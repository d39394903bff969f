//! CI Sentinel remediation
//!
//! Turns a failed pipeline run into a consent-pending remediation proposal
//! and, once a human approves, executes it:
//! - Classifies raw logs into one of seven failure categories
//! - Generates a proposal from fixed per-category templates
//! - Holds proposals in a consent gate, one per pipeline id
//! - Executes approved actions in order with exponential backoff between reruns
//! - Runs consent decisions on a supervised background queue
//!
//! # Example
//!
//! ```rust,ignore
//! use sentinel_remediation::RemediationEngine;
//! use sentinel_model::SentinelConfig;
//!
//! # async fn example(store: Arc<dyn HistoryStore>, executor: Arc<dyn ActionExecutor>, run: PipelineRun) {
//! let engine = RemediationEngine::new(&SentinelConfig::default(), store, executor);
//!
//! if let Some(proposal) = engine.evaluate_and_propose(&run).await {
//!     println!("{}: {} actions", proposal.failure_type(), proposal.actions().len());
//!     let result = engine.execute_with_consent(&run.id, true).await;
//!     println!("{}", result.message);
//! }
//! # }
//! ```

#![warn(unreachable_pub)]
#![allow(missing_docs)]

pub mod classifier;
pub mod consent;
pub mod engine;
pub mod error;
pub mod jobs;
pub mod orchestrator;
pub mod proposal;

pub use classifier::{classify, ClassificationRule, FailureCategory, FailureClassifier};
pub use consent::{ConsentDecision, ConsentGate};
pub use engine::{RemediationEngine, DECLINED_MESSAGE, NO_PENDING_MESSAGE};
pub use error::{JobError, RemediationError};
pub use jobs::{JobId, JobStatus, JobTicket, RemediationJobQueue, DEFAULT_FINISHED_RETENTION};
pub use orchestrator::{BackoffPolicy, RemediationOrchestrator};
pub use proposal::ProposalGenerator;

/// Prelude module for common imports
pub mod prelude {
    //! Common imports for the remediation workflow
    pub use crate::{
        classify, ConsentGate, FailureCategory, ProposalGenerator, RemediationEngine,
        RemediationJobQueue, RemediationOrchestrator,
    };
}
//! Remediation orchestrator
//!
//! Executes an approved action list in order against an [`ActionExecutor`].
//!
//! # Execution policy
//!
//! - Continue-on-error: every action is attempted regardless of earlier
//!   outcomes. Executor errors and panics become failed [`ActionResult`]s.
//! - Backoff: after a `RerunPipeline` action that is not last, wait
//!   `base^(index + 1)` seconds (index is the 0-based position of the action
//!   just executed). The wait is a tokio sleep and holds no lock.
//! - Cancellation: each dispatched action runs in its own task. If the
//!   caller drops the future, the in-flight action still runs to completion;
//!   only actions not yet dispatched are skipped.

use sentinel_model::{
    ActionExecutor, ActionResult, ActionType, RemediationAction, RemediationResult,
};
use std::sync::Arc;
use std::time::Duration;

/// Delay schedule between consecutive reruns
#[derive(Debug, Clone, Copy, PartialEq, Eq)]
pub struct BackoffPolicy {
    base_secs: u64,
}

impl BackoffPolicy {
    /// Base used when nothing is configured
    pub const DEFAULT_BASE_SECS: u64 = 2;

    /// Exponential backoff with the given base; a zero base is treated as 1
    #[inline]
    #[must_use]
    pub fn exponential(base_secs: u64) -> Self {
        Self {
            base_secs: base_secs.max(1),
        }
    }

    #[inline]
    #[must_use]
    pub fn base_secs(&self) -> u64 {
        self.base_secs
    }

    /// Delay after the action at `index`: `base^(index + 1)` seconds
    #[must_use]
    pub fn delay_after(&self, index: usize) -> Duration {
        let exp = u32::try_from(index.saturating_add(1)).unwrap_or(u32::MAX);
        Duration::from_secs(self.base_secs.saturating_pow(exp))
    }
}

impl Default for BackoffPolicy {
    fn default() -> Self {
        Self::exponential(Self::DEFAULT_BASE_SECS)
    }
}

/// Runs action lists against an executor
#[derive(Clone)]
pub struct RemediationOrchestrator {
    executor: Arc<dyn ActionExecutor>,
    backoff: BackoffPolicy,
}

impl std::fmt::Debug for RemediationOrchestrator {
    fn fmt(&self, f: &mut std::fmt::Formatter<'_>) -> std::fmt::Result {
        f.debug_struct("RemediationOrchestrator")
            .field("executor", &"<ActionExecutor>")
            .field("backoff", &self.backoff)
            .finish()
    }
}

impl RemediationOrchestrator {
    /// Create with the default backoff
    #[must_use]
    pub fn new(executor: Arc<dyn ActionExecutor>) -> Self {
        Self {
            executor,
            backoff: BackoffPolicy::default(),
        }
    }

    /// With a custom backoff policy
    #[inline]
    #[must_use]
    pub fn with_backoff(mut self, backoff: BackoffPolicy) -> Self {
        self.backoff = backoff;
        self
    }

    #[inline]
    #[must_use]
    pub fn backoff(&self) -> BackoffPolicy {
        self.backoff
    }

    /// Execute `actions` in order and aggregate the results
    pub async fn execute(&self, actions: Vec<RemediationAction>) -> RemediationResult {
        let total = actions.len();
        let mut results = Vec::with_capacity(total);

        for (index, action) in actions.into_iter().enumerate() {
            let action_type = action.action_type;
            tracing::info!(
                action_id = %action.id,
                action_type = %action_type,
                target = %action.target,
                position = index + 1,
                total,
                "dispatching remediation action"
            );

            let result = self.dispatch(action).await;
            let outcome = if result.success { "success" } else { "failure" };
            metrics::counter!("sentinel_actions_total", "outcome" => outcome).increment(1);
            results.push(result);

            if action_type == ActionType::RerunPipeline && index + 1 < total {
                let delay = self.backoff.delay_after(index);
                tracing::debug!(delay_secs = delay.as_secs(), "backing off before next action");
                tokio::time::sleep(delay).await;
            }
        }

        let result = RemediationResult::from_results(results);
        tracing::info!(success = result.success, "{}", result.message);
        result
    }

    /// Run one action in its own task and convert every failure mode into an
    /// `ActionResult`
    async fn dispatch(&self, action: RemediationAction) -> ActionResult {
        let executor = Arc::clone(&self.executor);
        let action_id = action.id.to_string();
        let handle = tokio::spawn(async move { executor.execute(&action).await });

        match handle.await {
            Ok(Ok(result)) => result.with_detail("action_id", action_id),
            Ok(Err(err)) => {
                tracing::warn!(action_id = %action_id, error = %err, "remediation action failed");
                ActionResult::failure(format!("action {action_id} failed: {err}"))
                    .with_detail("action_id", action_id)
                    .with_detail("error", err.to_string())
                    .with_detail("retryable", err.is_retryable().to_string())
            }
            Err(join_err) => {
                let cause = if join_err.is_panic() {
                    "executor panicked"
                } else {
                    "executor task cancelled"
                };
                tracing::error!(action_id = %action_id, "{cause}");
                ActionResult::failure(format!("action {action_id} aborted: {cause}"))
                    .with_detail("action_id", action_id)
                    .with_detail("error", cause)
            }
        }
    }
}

= = =

ASSIGNMENT: Would you restate the entries word for word, omitting none?

WRITTEN REPLY:
repository d39394903bff969f
//! CI Sentinel remediation
//!
//! Turns a failed pipeline run into a consent-pending remediation proposal
//! and, once a human approves, executes it:
//! - Classifies raw logs into one of seven failure categories
//! - Generates a proposal from fixed per-category templates
//! - Holds proposals in a consent gate, one per pipeline id
//! - Executes approved actions in order with exponential backoff between reruns
//! - Runs consent decisions on a supervised background queue
//!
//! # Example
//!
//! ```rust,ignore
//! use sentinel_remediation::RemediationEngine;
//! use sentinel_model::SentinelConfig;
//!
//! # async fn example(store: Arc<dyn HistoryStore>, executor: Arc<dyn ActionExecutor>, run: PipelineRun) {
//! let engine = RemediationEngine::new(&SentinelConfig::default(), store, executor);
//!
//! if let Some(proposal) = engine.evaluate_and_propose(&run).await {
//!     println!("{}: {} actions", proposal.failure_type(), proposal.actions().len());
//!     let result = engine.execute_with_consent(&run.id, true).await;
//!     println!("{}", result.message);
//! }
//! # }
//! ```

#![warn(unreachable_pub)]
#![allow(missing_docs)]

pub mod classifier;
pub mod consent;
pub mod engine;
pub mod error;
pub mod jobs;
pub mod orchestrator;
pub mod proposal;

pub use classifier::{classify, ClassificationRule, FailureCategory, FailureClassifier};
pub use consent::{ConsentDecision, ConsentGate};
pub use engine::{RemediationEngine, DECLINED_MESSAGE, NO_PENDING_MESSAGE};
pub use error::{JobError, RemediationError};
pub use jobs::{JobId, JobStatus, JobTicket, RemediationJobQueue, DEFAULT_FINISHED_RETENTION};
pub use orchestrator::{BackoffPolicy, RemediationOrchestrator};
pub use proposal::ProposalGenerator;

/// Prelude module for common imports
pub mod prelude {
    //! Common imports for the remediation workflow
    pub use crate::{
        classify, ConsentGate, FailureCategory, ProposalGenerator, RemediationEngine,
        RemediationJobQueue, RemediationOrchestrator,
    };
}
//! Remediation orchestrator
//!
//! Executes an approved action list in order against an [`ActionExecutor`].
//!
//! # Execution policy
//!
//! - Continue-on-error: every action is attempted regardless of earlier
//!   outcomes. Executor errors and panics become failed [`ActionResult`]s.
//! - Backoff: after a `RerunPipeline` action that is not last, wait
//!   `base^(index + 1)` seconds (index is the 0-based position of the action
//!   just executed). The wait is a tokio sleep and holds no lock.
//! - Cancellation: each dispatched action runs in its own task. If the
//!   caller drops the future, the in-flight action still runs to completion;
//!   only actions not yet dispatched are skipped.

use sentinel_model::{
    ActionExecutor, ActionResult, ActionType, RemediationAction, RemediationResult,
};
use std::sync::Arc;
use std::time::Duration;

/// Delay schedule between consecutive reruns
#[derive(Debug, Clone, Copy, PartialEq, Eq)]
pub struct BackoffPolicy {
    base_secs: u64,
}

impl BackoffPolicy {
    /// Base used when nothing is configured
    pub const DEFAULT_BASE_SECS: u64 = 2;

    /// Exponential backoff with the given base; a zero base is treated as 1
    #[inline]
    #[must_use]
    pub fn exponential(base_secs: u64) -> Self {
        Self {
            base_secs: base_secs.max(1),
        }
    }

    #[inline]
    #[must_use]
    pub fn base_secs(&self) -> u64 {
        self.base_secs
    }

    /// Delay after the action at `index`: `base^(index + 1)` seconds
    #[must_use]
    pub fn delay_after(&self, index: usize) -> Duration {
        let exp = u32::try_from(index.saturating_add(1)).unwrap_or(u32::MAX);
        Duration::from_secs(self.base_secs.saturating_pow(exp))
    }
}

impl Default for BackoffPolicy {
    fn default() -> Self {
        Self::exponential(Self::DEFAULT_BASE_SECS)
    }
}

/// Runs action lists against an executor
#[derive(Clone)]
pub struct RemediationOrchestrator {
    executor: Arc<dyn ActionExecutor>,
    backoff: BackoffPolicy,
}

impl std::fmt::Debug for RemediationOrchestrator {
    fn fmt(&self, f: &mut std::fmt::Formatter<'_>) -> std::fmt::Result {
        f.debug_struct("RemediationOrchestrator")
            .field("executor", &"<ActionExecutor>")
            .field("backoff", &self.backoff)
            .finish()
    }
}

impl RemediationOrchestrator {
    /// Create with the default backoff
    #[must_use]
    pub fn new(executor: Arc<dyn ActionExecutor>) -> Self {
        Self {
            executor,
            backoff: BackoffPolicy::default(),
        }
    }

    /// With a custom backoff policy
    #[inline]
    #[must_use]
    pub fn with_backoff(mut self, backoff: BackoffPolicy) -> Self {
        self.backoff = backoff;
        self
    }

    #[inline]
    #[must_use]
    pub fn backoff(&self) -> BackoffPolicy {
        self.backoff
    }

    /// Execute `actions` in order and aggregate the results
    pub async fn execute(&self, actions: Vec<RemediationAction>) -> RemediationResult {
        let total = actions.len();
        let mut results = Vec::with_capacity(total);

        for (index, action) in actions.into_iter().enumerate() {
            let action_type = action.action_type;
            tracing::info!(
                action_id = %action.id,
                action_type = %action_type,
                target = %action.target,
                position = index + 1,
                total,
                "dispatching remediation action"
            );

            let result = self.dispatch(action).await;
            let outcome = if result.success { "success" } else { "failure" };
            metrics::counter!("sentinel_actions_total", "outcome" => outcome).increment(1);
            results.push(result);

            if action_type == ActionType::RerunPipeline && index + 1 < total {
                let delay = self.backoff.delay_after(index);
                tracing::debug!(delay_secs = delay.as_secs(), "backing off before next action");
                tokio::time::sleep(delay).await;
            }
        }

        let result = RemediationResult::from_results(results);
        tracing::info!(success = result.success, "{}", result.message);
        result
    }

    /// Run one action in its own task and convert every failure mode into an
    /// `ActionResult`
    async fn dispatch(&self, action: RemediationAction) -> ActionResult {
        let executor = Arc::clone(&self.executor);
        let action_id = action.id.to_string();
        let handle = tokio::spawn(async move { executor.execute(&action).await });

        match handle.await {
            Ok(Ok(result)) => result.with_detail("action_id", action_id),
            Ok(Err(err)) => {
                tracing::warn!(action_id = %action_id, error = %err, "remediation action failed");
                ActionResult::failure(format!("action {action_id} failed: {err}"))
                    .with_detail("action_id", action_id)
                    .with_detail("error", err.to_string())
                    .with_detail("retryable", err.is_retryable().to_string())
            }
            Err(join_err) => {
                let cause = if join_err.is_panic() {
                    "executor panicked"
                } else {
                    "executor task cancelled"
                };
                tracing::error!(action_id = %action_id, "{cause}");
                ActionResult::failure(format!("action {action_id} aborted: {cause}"))
                    .with_detail("action_id", action_id)
                    .with_detail("error", cause)
            }
        }
    }
}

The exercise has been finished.